Electrically heated coils draw too much amperage to be an efficient means of maintaining temperature using a battery.
The heating time you'll get compared to the charging time it will take makes it a poor choice.
Burning a fuel source would be more efficient. Just take care to vent the fumes/exhaust.


----------



## graynomad (Nov 21, 2014)

As everyone has said, you can't directly use a battery for heating, it simply does not store enough energy.


----------



## GTGallop (Nov 11, 2012)

Environmentally a bad decision, but you can set the battery on fire and use it for warmth.

Really for this to do any good, you need to heat as small a space as possible and insulate it to prevent heat loss once it warms up. I would think you could run a sleeping bag heater off of a car battery for a night, maybe two - IF you were OK not keeping it toasty tropical warm but settled for just a little warmer than dead.


----------



## PaulS (Mar 11, 2013)

The best way to heat yourself (not the room) is to get an Infra-red lamp that will run off your battery. Aim the lamp (they are directional) at yourself and sit as close or as far from it as you need to be comfortable.

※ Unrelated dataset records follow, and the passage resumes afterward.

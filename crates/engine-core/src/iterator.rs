use crate::{
    error::PagingError,
    paging::{PageStrategy, PagingMode, strategy_for},
};
use connectors::search::SearchClient;
use model::{
    core::document::Document,
    pagination::{page::PageRequest, state::PagingState},
    search::query::Query,
};
use std::collections::VecDeque;
use tracing::{debug, info, warn};

/// A restartable scan definition: a client, a query and a paging mode.
///
/// Every call to [`PageIterator::start`] probes the server again and returns
/// a fresh [`IterationHandle`]; nothing carries over from earlier scans.
pub struct PageIterator<C> {
    client: C,
    query: Query,
    mode: PagingMode,
}

impl<C: SearchClient> PageIterator<C> {
    pub fn new(client: C, query: Query, mode: PagingMode) -> Self {
        PageIterator {
            client,
            query,
            mode,
        }
    }

    pub fn query(&self) -> &Query {
        &self.query
    }

    pub fn mode(&self) -> PagingMode {
        self.mode
    }

    pub fn client(&self) -> &C {
        &self.client
    }

    /// Starts a new scan from the beginning of the result set.
    pub fn start(&self) -> Result<IterationHandle<&C>, PagingError> {
        IterationHandle::start(&self.client, self.query.clone(), self.mode)
    }
}

/// One forward-only pass over a result set.
///
/// Pulls pages lazily: [`IterationHandle::next_document`] serves from the
/// current page buffer and only goes to the server once it runs dry. After
/// the end of the sequence has been reported once, every further call reports
/// it again without touching the server.
pub struct IterationHandle<C> {
    client: C,
    query: Query,
    strategy: Box<dyn PageStrategy>,
    buffer: VecDeque<Document>,
    exhausted: bool,
    total_hits: u64,
    pages_fetched: u64,
    docs_yielded: u64,
}

impl<C: SearchClient> IterationHandle<C> {
    /// Validates the query, probes for the hit count and prepares paging state.
    pub fn start(client: C, query: Query, mode: PagingMode) -> Result<Self, PagingError> {
        query.validate()?;
        if mode == PagingMode::Cursor && query.sort.is_none() {
            return Err(PagingError::InvalidPagingConfig(
                "cursor paging requires a sort that ends on the unique key field".to_string(),
            ));
        }

        let probe = client.probe(&query).map_err(PagingError::from_client)?;
        let total_hits = probe.num_found.ok_or_else(|| {
            PagingError::Protocol("probe response is missing the hit count".to_string())
        })?;
        info!(query = %query.q, mode = %mode, "Found {} docs", total_hits);

        Ok(IterationHandle {
            strategy: strategy_for(mode, total_hits, query.rows),
            client,
            query,
            buffer: VecDeque::new(),
            exhausted: false,
            total_hits,
            pages_fetched: 0,
            docs_yielded: 0,
        })
    }

    /// Returns the next document, or `None` at the end of the sequence.
    ///
    /// A failed fetch leaves the buffer and paging state untouched.
    pub fn next_document(&mut self) -> Result<Option<Document>, PagingError> {
        if let Some(doc) = self.buffer.pop_front() {
            self.docs_yielded += 1;
            return Ok(Some(doc));
        }
        if self.exhausted {
            return Ok(None);
        }

        let Some(position) = self.strategy.next_position() else {
            self.finish();
            return Ok(None);
        };

        let request = PageRequest {
            rows: self.query.rows,
            position,
        };
        debug!(page = self.pages_fetched + 1, request = ?request, "Fetching page");

        let page = self
            .client
            .fetch(&self.query, &request)
            .map_err(PagingError::from_client)?;
        self.strategy.advance(&page)?;
        self.pages_fetched += 1;

        if page.is_empty() {
            if self.docs_yielded < self.total_hits {
                warn!(
                    yielded = self.docs_yielded,
                    total_hits = self.total_hits,
                    "Server returned an empty page before the expected hit count; stopping"
                );
            }
            self.finish();
            return Ok(None);
        }

        self.buffer.extend(page.docs);
        self.next_document()
    }

    fn finish(&mut self) {
        if !self.exhausted {
            self.exhausted = true;
            info!(
                docs = self.docs_yielded,
                pages = self.pages_fetched,
                "Scan complete"
            );
        }
    }

    pub fn mode(&self) -> PagingMode {
        self.strategy.mode()
    }

    pub fn total_hits(&self) -> u64 {
        self.total_hits
    }

    pub fn pages_fetched(&self) -> u64 {
        self.pages_fetched
    }

    pub fn docs_yielded(&self) -> u64 {
        self.docs_yielded
    }

    pub fn is_exhausted(&self) -> bool {
        self.exhausted && self.buffer.is_empty()
    }

    pub fn state(&self) -> PagingState {
        self.strategy.state()
    }
}

impl<C: SearchClient> Iterator for IterationHandle<C> {
    type Item = Result<Document, PagingError>;

    fn next(&mut self) -> Option<Self::Item> {
        self.next_document().transpose()
    }
}
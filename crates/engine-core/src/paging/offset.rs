use crate::{
    error::PagingError,
    paging::{PageStrategy, PagingMode},
};
use model::pagination::{
    page::{Page, PagePosition},
    state::{OffsetState, PagingState},
};

/// Numeric `start` paging.
///
/// Bounded by the probe-time hit count: stops once `page_index * rows` reaches it.
/// Each page costs more than the last on typical search-engine internals.
pub struct OffsetPaging {
    state: OffsetState,
    rows: usize,
}

impl OffsetPaging {
    pub fn new(total_hits: u64, rows: usize) -> Self {
        OffsetPaging {
            state: OffsetState::new(total_hits),
            rows,
        }
    }
}

impl PageStrategy for OffsetPaging {
    fn mode(&self) -> PagingMode {
        PagingMode::Offset
    }

    fn next_position(&self) -> Option<PagePosition> {
        if self.state.is_complete(self.rows) {
            None
        } else {
            Some(PagePosition::Offset(self.state.next_start(self.rows)))
        }
    }

    fn advance(&mut self, _page: &Page) -> Result<(), PagingError> {
        self.state.page_index += 1;
        Ok(())
    }

    fn state(&self) -> PagingState {
        PagingState::Offset(self.state)
    }
}

#[cfg(test)]
mod tests {
    use super::*;

    #[test]
    fn test_walks_offsets_until_hits_exhausted() {
        let mut paging = OffsetPaging::new(7, 3);
        let mut starts = Vec::new();

        while let Some(position) = paging.next_position() {
            starts.push(position);
            paging.advance(&Page::default()).unwrap();
        }

        assert_eq!(
            starts,
            vec![
                PagePosition::Offset(0),
                PagePosition::Offset(3),
                PagePosition::Offset(6)
            ]
        );
    }

    #[test]
    fn test_exact_multiple_has_no_trailing_page() {
        let mut paging = OffsetPaging::new(6, 3);
        paging.advance(&Page::default()).unwrap();
        paging.advance(&Page::default()).unwrap();
        assert_eq!(paging.next_position(), None);
    }
}
#![allow(dead_code)]

use crate::{MemoryIndex, UNIQUE_KEY};
use connectors::file::{error::FileError, jsonl::JsonlReader, jsonl::JsonlWriter};
use engine_processing::{
    error::ExportError,
    exporter::{BulkExporter, ExportOptions},
    report::TransferReport,
};
use model::{core::document::Document, search::query::Query};
use serde_json::Value;
use std::{
    fs::File,
    io::{BufRead, BufReader},
    path::Path,
};

/// Default sort used by the scenarios; matches the CLI default.
pub const ID_DESC: &str = "id desc";

pub fn query(rows: usize) -> Query {
    Query::match_all(rows).with_sort(ID_DESC)
}

/// Runs a full export into `path` and returns the report.
pub fn export_to_file(
    index: &MemoryIndex,
    query: &Query,
    options: ExportOptions,
    path: &Path,
) -> Result<TransferReport, ExportError> {
    let mut writer = JsonlWriter::create(&path.to_string_lossy())?;
    let report = BulkExporter::new(options).export(index, query, &mut writer);
    writer.finish()?;
    report
}

pub fn read_export(path: &Path) -> Vec<Document> {
    JsonlReader::open(&path.to_string_lossy())
        .expect("export file should open")
        .collect::<Result<Vec<_>, FileError>>()
        .expect("export file should parse")
}

pub fn file_line_count(path: &Path) -> usize {
    let file = File::open(path).expect("file should open");
    BufReader::new(file).lines().count()
}

/// Unique keys in the order given.
pub fn ids(docs: &[Document]) -> Vec<String> {
    docs.iter()
        .filter_map(|doc| doc.get(UNIQUE_KEY).and_then(Value::as_str))
        .map(str::to_string)
        .collect()
}

/// Unique keys of the index's committed documents, highest first (the `id desc` order).
pub fn ids_desc(index: &MemoryIndex) -> Vec<String> {
    let mut keys = ids(&index.documents());
    keys.reverse();
    keys
}

/// Asserts no key appears twice.
pub fn assert_unique(keys: &[String]) {
    let mut sorted = keys.to_vec();
    sorted.sort();
    sorted.dedup();
    assert_eq!(sorted.len(), keys.len(), "duplicate documents in {keys:?}");
}
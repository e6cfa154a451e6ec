use reqwest::StatusCode;
use thiserror::Error;

/// How the pager should treat a failed client call.
#[derive(Debug, Clone, Copy, PartialEq, Eq)]
pub enum FailureKind {
    /// The server rejected the paging parameters (cursor without a unique-key sort, etc.).
    InvalidPagingConfig,
    /// The server answered, but not in the shape the contract promises.
    MalformedResponse,
    /// Anything else: network, timeouts, server-side faults.
    Transport,
}

/// All errors coming from a search/index client.
#[derive(Debug, Error)]
pub enum ClientError {
    /// Low-level HTTP failure (connect, timeout, TLS, body read).
    #[error("HTTP error: {0}")]
    Http(#[from] reqwest::Error),

    /// The server answered with a non-success status.
    #[error("Search server returned status {status}: {message}")]
    Server { status: StatusCode, message: String },

    /// The response body could not be decoded.
    #[error("Failed to decode search response: {0}")]
    Decode(#[from] serde_json::Error),

    /// The response decoded, but a section the contract requires is absent.
    #[error("Search response is missing the '{0}' section")]
    MissingField(&'static str),

    /// The configured server URL is unusable.
    #[error("Invalid server URL '{url}': {reason}")]
    InvalidUrl { url: String, reason: String },

    /// Rejected paging parameters reported by a client that is not HTTP-backed.
    #[error("Invalid paging configuration: {0}")]
    InvalidPaging(String),

    #[error("Client error: {0}")]
    Other(String),
}

impl ClientError {
    pub fn server(status: StatusCode, message: impl Into<String>) -> Self {
        ClientError::Server {
            status,
            message: message.into(),
        }
    }

    pub fn kind(&self) -> FailureKind {
        match self {
            ClientError::Server { .. } => FailureKind::Transport,
            ClientError::InvalidPaging(_) => FailureKind::InvalidPagingConfig,
            ClientError::Decode(_) | ClientError::MissingField(_) => FailureKind::MalformedResponse,
            ClientError::Http(err) if err.is_decode() => FailureKind::MalformedResponse,
            ClientError::Http(_) => FailureKind::Transport,
            ClientError::InvalidUrl { .. } => FailureKind::Transport,
            ClientError::Other(_) => FailureKind::Transport,
        }
    }

    /// Message suitable for surfacing to an operator without the variant prefix.
    pub fn detail(&self) -> String {
        match self {
            ClientError::Server { message, .. } => message.clone(),
            ClientError::InvalidPaging(message) => message.clone(),
            other => other.to_string(),
        }
    }
}
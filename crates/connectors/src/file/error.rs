use std::io;
use thiserror::Error;

#[derive(Debug, Error)]
pub enum FileError {
    #[error("File not found: {0}")]
    NotFound(String),
    #[error("Permission denied: {0}")]
    PermissionDenied(String),
    #[error("I/O error: {0}")]
    IoError(#[from] io::Error),
    #[error("Malformed JSON on line {line}: {source}")]
    Malformed {
        line: usize,
        #[source]
        source: serde_json::Error,
    },
    #[error("Line {line} is not a JSON object")]
    NotAnObject { line: usize },
    #[error("Failed to serialize document: {0}")]
    Serialize(#[source] serde_json::Error),
}

impl FileError {
    /// Maps an open/create failure onto the path it concerned.
    pub fn from_open(path: &str, err: io::Error) -> Self {
        match err.kind() {
            io::ErrorKind::NotFound => FileError::NotFound(path.to_string()),
            io::ErrorKind::PermissionDenied => FileError::PermissionDenied(path.to_string()),
            _ => FileError::IoError(err),
        }
    }
}
pub mod cursor;
pub mod page;
pub mod state;
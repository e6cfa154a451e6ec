pub mod core;
pub mod pagination;
pub mod records;
pub mod search;
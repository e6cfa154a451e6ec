pub mod pipeline;
pub mod pruner;
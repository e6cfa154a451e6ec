pub mod cursor;
pub mod offset;

use crate::{
    error::PagingError,
    paging::{cursor::CursorPaging, offset::OffsetPaging},
};
use model::pagination::{
    page::{Page, PagePosition},
    state::PagingState,
};
use serde::{Deserialize, Serialize};
use std::{fmt, str::FromStr};

/// Which paging protocol walks the result set.
#[derive(Debug, Clone, Copy, Default, PartialEq, Eq, Serialize, Deserialize)]
#[serde(rename_all = "lowercase")]
pub enum PagingMode {
    /// Server-issued cursor marks. Constant cost per page; needs a sort on the unique key.
    #[default]
    Cursor,
    /// Numeric `start` offsets. Works for any query; cost grows with depth.
    Offset,
}

impl PagingMode {
    pub fn as_str(&self) -> &'static str {
        match self {
            PagingMode::Cursor => "cursor",
            PagingMode::Offset => "offset",
        }
    }
}

impl fmt::Display for PagingMode {
    fn fmt(&self, f: &mut fmt::Formatter<'_>) -> fmt::Result {
        f.write_str(self.as_str())
    }
}

impl FromStr for PagingMode {
    type Err = String;

    fn from_str(s: &str) -> Result<Self, Self::Err> {
        match s.to_ascii_lowercase().as_str() {
            "cursor" => Ok(PagingMode::Cursor),
            "offset" => Ok(PagingMode::Offset),
            other => Err(format!("Unknown paging mode: {other}")),
        }
    }
}

/// One paging protocol: decides where the next page starts and when the scan is over.
pub trait PageStrategy: Send {
    fn mode(&self) -> PagingMode;

    /// Position of the next page to fetch, or `None` once the scan is complete.
    fn next_position(&self) -> Option<PagePosition>;

    /// Records a successfully fetched page.
    ///
    /// On error the strategy's state is left exactly as it was.
    fn advance(&mut self, page: &Page) -> Result<(), PagingError>;

    /// Snapshot of the bookkeeping.
    fn state(&self) -> PagingState;
}

/// Builds a fresh strategy for a scan over `total_hits` documents in pages of `rows`.
pub fn strategy_for(mode: PagingMode, total_hits: u64, rows: usize) -> Box<dyn PageStrategy> {
    match mode {
        PagingMode::Cursor => Box::new(CursorPaging::new(total_hits)),
        PagingMode::Offset => Box::new(OffsetPaging::new(total_hits, rows)),
    }
}
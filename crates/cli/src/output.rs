use crate::error::CliError;
use engine_processing::report::TransferReport;
use tracing::info;

fn generate_report_json(report: &TransferReport) -> Result<String, CliError> {
    let json = serde_json::to_string_pretty(report)?;
    Ok(json)
}

pub fn write_report(report: &TransferReport, path: &str) -> Result<(), CliError> {
    let report_json = generate_report_json(report)?;
    std::fs::write(path, report_json)?;
    info!(path, "Transfer report written");
    Ok(())
}

/// Logs a one-line summary and, when asked, writes the full report.
pub fn emit_report(report: &TransferReport, path: Option<&str>) -> Result<(), CliError> {
    info!(
        operation = ?report.operation,
        docs = report.documents,
        pages = report.pages,
        commits = report.commits,
        skipped = report.skipped,
        elapsed_ms = report.duration_ms(),
        "Done"
    );
    match path {
        Some(path) => write_report(report, path),
        None => Ok(()),
    }
}
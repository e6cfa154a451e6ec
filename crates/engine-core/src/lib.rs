pub mod error;
pub mod iterator;
pub mod paging;
pub mod progress;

There is no good way to heat an area with a battery - unless you filled the room with batteries and connect them in series/parallel to get the volt, amp, heat that you need.


----------



## Slippy (Nov 14, 2013)

Easier to find you a big girl who can chop some wood...


----------



## tinkerhell (Oct 8, 2014)

trips-man said:


> What is the best way to heat a small room using batteries?


light them on fire and ventilate the fumes


----------



## OctopusPrime (Dec 2, 2014)

I would not light a battery on fire. first off they explode and secondly there are toxins that will release into the air and then into your lungs.

You could take the battery and some steel wool and create a fire in jerry rigged oven if you don't have a wood burning stove or fireplace.


----------



## Montana Rancher (Mar 4, 2013)

trips-man said:


> What is the best way to heat a small room using batteries?


Not a viable option, radiant propane would be your next best choice.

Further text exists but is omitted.